**WORK TASK**
Without changing anything, transcribe all of the entries.

**MATERIAL PROVIDED**
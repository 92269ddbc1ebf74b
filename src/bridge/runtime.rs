//! Dependency-aware job spawning over an external parallel executor.
//!
//! This module is the seam to the parallel task runtime. The bridge itself
//! never executes component-processing work; it only describes units of work
//! and the dependencies between them. [`JobRuntime`] turns that description
//! into submissions against an [`Executor`], the narrow trait an external
//! runtime implements (the default is Rayon's global pool).
//!
//! ## Dependency model
//!
//! [`JobRuntime::spawn`] takes a dependency [`JobHandle`] and a work closure
//! and returns a new handle for the work. The work runs only after every
//! dependency state has completed. Dependencies are tracked with a countdown
//! per spawned job: each incomplete dependency state registers a waiter that
//! decrements the countdown, and the job is submitted to the executor when
//! the countdown hits zero. No worker thread ever blocks on a dependency,
//! which rules out pool starvation no matter how deep a dependency chain is
//! scheduled.
//!
//! ## Batched submission
//!
//! Spawned jobs are *armed* but held until [`JobRuntime::flush`] is called:
//! every spawn carries one extra countdown slot released by the flush. This
//! lets one scheduling call describe work for all matched chunks before any
//! of it starts, and guarantees all jobs are known to the runtime before the
//! caller can wait on anything. A job spawned and never flushed never runs,
//! so every spawn must be paired with a flush (the scheduler flushes once
//! per call, at the end).

use std::sync::atomic::{AtomicUsize, Ordering};
use std::sync::{Arc, Mutex};

use crate::bridge::handle::{JobHandle, JobState};


/// Executes opaque units of work on a parallel runtime.
///
/// Implementations must not block inside `execute`; work is expected to be
/// queued and run on the runtime's own worker threads.
pub trait Executor: Send + Sync + 'static {
    /// Queues one unit of work for execution.
    fn execute(&self, work: Box<dyn FnOnce() + Send>);
}

/// Executor backed by Rayon's global thread pool.
#[derive(Clone, Copy, Debug, Default)]
pub struct RayonExecutor;

impl Executor for RayonExecutor {
    fn execute(&self, work: Box<dyn FnOnce() + Send>) {
        rayon::spawn(work);
    }
}

/// One spawned unit of work waiting on its dependency countdown.
///
/// ## Invariants
/// * `pending` starts at `1 (batch latch) + number of incomplete dependency
///   states`; the job submits exactly when it reaches zero.
/// * `work` is taken exactly once, by the submission path.
struct SpawnedJob {
    /// Remaining countdown before submission.
    pending: AtomicUsize,

    /// The work closure, taken on submission.
    work: Mutex<Option<Box<dyn FnOnce() + Send>>>,

    /// Completion state backing the handle returned from `spawn`.
    state: Arc<JobState>,

    /// Executor the job is submitted to.
    executor: Arc<dyn Executor>,
}

impl SpawnedJob {
    /// Releases one countdown slot, submitting the job on the last one.
    fn satisfy_one(self: &Arc<Self>) {
        if self.pending.fetch_sub(1, Ordering::AcqRel) == 1 {
            self.submit();
        }
    }

    /// Hands the work to the executor, completing the state afterwards.
    fn submit(self: &Arc<Self>) {
        let work = {
            let mut slot = match self.work.lock() {
                Ok(slot) => slot,
                Err(poisoned) => poisoned.into_inner(),
            };
            slot.take()
        };
        let state = Arc::clone(&self.state);
        self.executor.execute(Box::new(move || {
            if let Some(work) = work {
                work();
            }
            state.complete();
        }));
    }
}

/// Spawns dependency-ordered jobs against an [`Executor`], with batched
/// submission.
///
/// The runtime is shared by reference across one or more scheduling calls;
/// it holds no per-call state beyond the current unflushed batch.
pub struct JobRuntime {
    /// Target executor for submitted jobs.
    executor: Arc<dyn Executor>,

    /// Jobs spawned since the last flush, each holding one latch slot.
    batch: Mutex<Vec<Arc<SpawnedJob>>>,
}

impl Default for JobRuntime {
    fn default() -> Self {
        Self::new()
    }
}

impl JobRuntime {
    /// Creates a runtime over Rayon's global pool.
    pub fn new() -> Self {
        Self::with_executor(Arc::new(RayonExecutor))
    }

    /// Creates a runtime over a caller-provided executor.
    pub fn with_executor(executor: Arc<dyn Executor>) -> Self {
        Self {
            executor,
            batch: Mutex::new(Vec::new()),
        }
    }

    /// Spawns `work` to run after `depends_on` completes.
    ///
    /// Returns a handle that completes when `work` has finished. The work
    /// cannot start before the next [`flush`](JobRuntime::flush), even if
    /// all dependencies are already complete.
    pub fn spawn(
        &self,
        depends_on: &JobHandle,
        work: impl FnOnce() + Send + 'static,
    ) -> JobHandle {
        let dependency_states = depends_on.states();

        // One slot per dependency state plus the batch latch slot.
        let job = Arc::new(SpawnedJob {
            pending: AtomicUsize::new(dependency_states.len() + 1),
            work: Mutex::new(Some(Box::new(work))),
            state: Arc::new(JobState::new()),
            executor: Arc::clone(&self.executor),
        });

        for dependency in dependency_states {
            let waiter_job = Arc::clone(&job);
            if dependency
                .add_waiter(Box::new(move || waiter_job.satisfy_one()))
                .is_err()
            {
                // Dependency completed before the waiter registered.
                job.satisfy_one();
            }
        }

        let handle = JobHandle::from_state(Arc::clone(&job.state));

        let mut batch = match self.batch.lock() {
            Ok(batch) => batch,
            Err(poisoned) => poisoned.into_inner(),
        };
        batch.push(job);

        handle
    }

    /// Releases every job spawned since the previous flush.
    ///
    /// Jobs whose dependencies are already satisfied are submitted to the
    /// executor immediately; the rest submit as their dependencies complete.
    pub fn flush(&self) {
        let jobs = {
            let mut batch = match self.batch.lock() {
                Ok(batch) => batch,
                Err(poisoned) => poisoned.into_inner(),
            };
            std::mem::take(&mut *batch)
        };
        for job in jobs {
            job.satisfy_one();
        }
    }
}

impl std::fmt::Debug for JobRuntime {
    fn fmt(&self, f: &mut std::fmt::Formatter<'_>) -> std::fmt::Result {
        let queued = match self.batch.lock() {
            Ok(batch) => batch.len(),
            Err(poisoned) => poisoned.into_inner().len(),
        };
        f.debug_struct("JobRuntime").field("queued", &queued).finish()
    }
}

**TASK ANSWER**
repository 92269ddbc1ebf74b
filename src/bridge/runtime.rs
//! Dependency-aware job spawning over an external parallel executor.
//!
//! This module is the seam to the parallel task runtime. The bridge itself
//! never executes component-processing work; it only describes units of work
//! and the dependencies between them. [`JobRuntime`] turns that description
//! into submissions against an [`Executor`], the narrow trait an external
//! runtime implements (the default is Rayon's global pool).
//!
//! ## Dependency model
//!
//! [`JobRuntime::spawn`] takes a dependency [`JobHandle`] and a work closure
//! and returns a new handle for the work. The work runs only after every
//! dependency state has completed. Dependencies are tracked with a countdown
//! per spawned job: each incomplete dependency state registers a waiter that
//! decrements the countdown, and the job is submitted to the executor when
//! the countdown hits zero. No worker thread ever blocks on a dependency,
//! which rules out pool starvation no matter how deep a dependency chain is
//! scheduled.
//!
//! ## Batched submission
//!
//! Spawned jobs are *armed* but held until [`JobRuntime::flush`] is called:
//! every spawn carries one extra countdown slot released by the flush. This
//! lets one scheduling call describe work for all matched chunks before any
//! of it starts, and guarantees all jobs are known to the runtime before the
//! caller can wait on anything. A job spawned and never flushed never runs,
//! so every spawn must be paired with a flush (the scheduler flushes once
//! per call, at the end).

use std::sync::atomic::{AtomicUsize, Ordering};
use std::sync::{Arc, Mutex};

use crate::bridge::handle::{JobHandle, JobState};


/// Executes opaque units of work on a parallel runtime.
///
/// Implementations must not block inside `execute`; work is expected to be
/// queued and run on the runtime's own worker threads.
pub trait Executor: Send + Sync + 'static {
    /// Queues one unit of work for execution.
    fn execute(&self, work: Box<dyn FnOnce() + Send>);
}

/// Executor backed by Rayon's global thread pool.
#[derive(Clone, Copy, Debug, Default)]
pub struct RayonExecutor;

impl Executor for RayonExecutor {
    fn execute(&self, work: Box<dyn FnOnce() + Send>) {
        rayon::spawn(work);
    }
}

/// One spawned unit of work waiting on its dependency countdown.
///
/// ## Invariants
/// * `pending` starts at `1 (batch latch) + number of incomplete dependency
///   states`; the job submits exactly when it reaches zero.
/// * `work` is taken exactly once, by the submission path.
struct SpawnedJob {
    /// Remaining countdown before submission.
    pending: AtomicUsize,

    /// The work closure, taken on submission.
    work: Mutex<Option<Box<dyn FnOnce() + Send>>>,

    /// Completion state backing the handle returned from `spawn`.
    state: Arc<JobState>,

    /// Executor the job is submitted to.
    executor: Arc<dyn Executor>,
}

impl SpawnedJob {
    /// Releases one countdown slot, submitting the job on the last one.
    fn satisfy_one(self: &Arc<Self>) {
        if self.pending.fetch_sub(1, Ordering::AcqRel) == 1 {
            self.submit();
        }
    }

    /// Hands the work to the executor, completing the state afterwards.
    fn submit(self: &Arc<Self>) {
        let work = {
            let mut slot = match self.work.lock() {
                Ok(slot) => slot,
                Err(poisoned) => poisoned.into_inner(),
            };
            slot.take()
        };
        let state = Arc::clone(&self.state);
        self.executor.execute(Box::new(move || {
            if let Some(work) = work {
                work();
            }
            state.complete();
        }));
    }
}

/// Spawns dependency-ordered jobs against an [`Executor`], with batched
/// submission.
///
/// The runtime is shared by reference across one or more scheduling calls;
/// it holds no per-call state beyond the current unflushed batch.
pub struct JobRuntime {
    /// Target executor for submitted jobs.
    executor: Arc<dyn Executor>,

    /// Jobs spawned since the last flush, each holding one latch slot.
    batch: Mutex<Vec<Arc<SpawnedJob>>>,
}

impl Default for JobRuntime {
    fn default() -> Self {
        Self::new()
    }
}

impl JobRuntime {
    /// Creates a runtime over Rayon's global pool.
    pub fn new() -> Self {
        Self::with_executor(Arc::new(RayonExecutor))
    }

    /// Creates a runtime over a caller-provided executor.
    pub fn with_executor(executor: Arc<dyn Executor>) -> Self {
        Self {
            executor,
            batch: Mutex::new(Vec::new()),
        }
    }

    /// Spawns `work` to run after `depends_on` completes.
    ///
    /// Returns a handle that completes when `work` has finished. The work
    /// cannot start before the next [`flush`](JobRuntime::flush), even if
    /// all dependencies are already complete.
    pub fn spawn(
        &self,
        depends_on: &JobHandle,
        work: impl FnOnce() + Send + 'static,
    ) -> JobHandle {
        let dependency_states = depends_on.states();

        // One slot per dependency state plus the batch latch slot.
        let job = Arc::new(SpawnedJob {
            pending: AtomicUsize::new(dependency_states.len() + 1),
            work: Mutex::new(Some(Box::new(work))),
            state: Arc::new(JobState::new()),
            executor: Arc::clone(&self.executor),
        });

        for dependency in dependency_states {
            let waiter_job = Arc::clone(&job);
            if dependency
                .add_waiter(Box::new(move || waiter_job.satisfy_one()))
                .is_err()
            {
                // Dependency completed before the waiter registered.
                job.satisfy_one();
            }
        }

        let handle = JobHandle::from_state(Arc::clone(&job.state));

        let mut batch = match self.batch.lock() {
            Ok(batch) => batch,
            Err(poisoned) => poisoned.into_inner(),
        };
        batch.push(job);

        handle
    }

    /// Releases every job spawned since the previous flush.
    ///
    /// Jobs whose dependencies are already satisfied are submitted to the
    /// executor immediately; the rest submit as their dependencies complete.
    pub fn flush(&self) {
        let jobs = {
            let mut batch = match self.batch.lock() {
                Ok(batch) => batch,
                Err(poisoned) => poisoned.into_inner(),
            };
            std::mem::take(&mut *batch)
        };
        for job in jobs {
            job.satisfy_one();
        }
    }
}

impl std::fmt::Debug for JobRuntime {
    fn fmt(&self, f: &mut std::fmt::Formatter<'_>) -> std::fmt::Result {
        let queued = match self.batch.lock() {
            Ok(batch) => batch.len(),
            Err(poisoned) => poisoned.into_inner().len(),
        };
        f.debug_struct("JobRuntime").field("queued", &queued).finish()
    }
}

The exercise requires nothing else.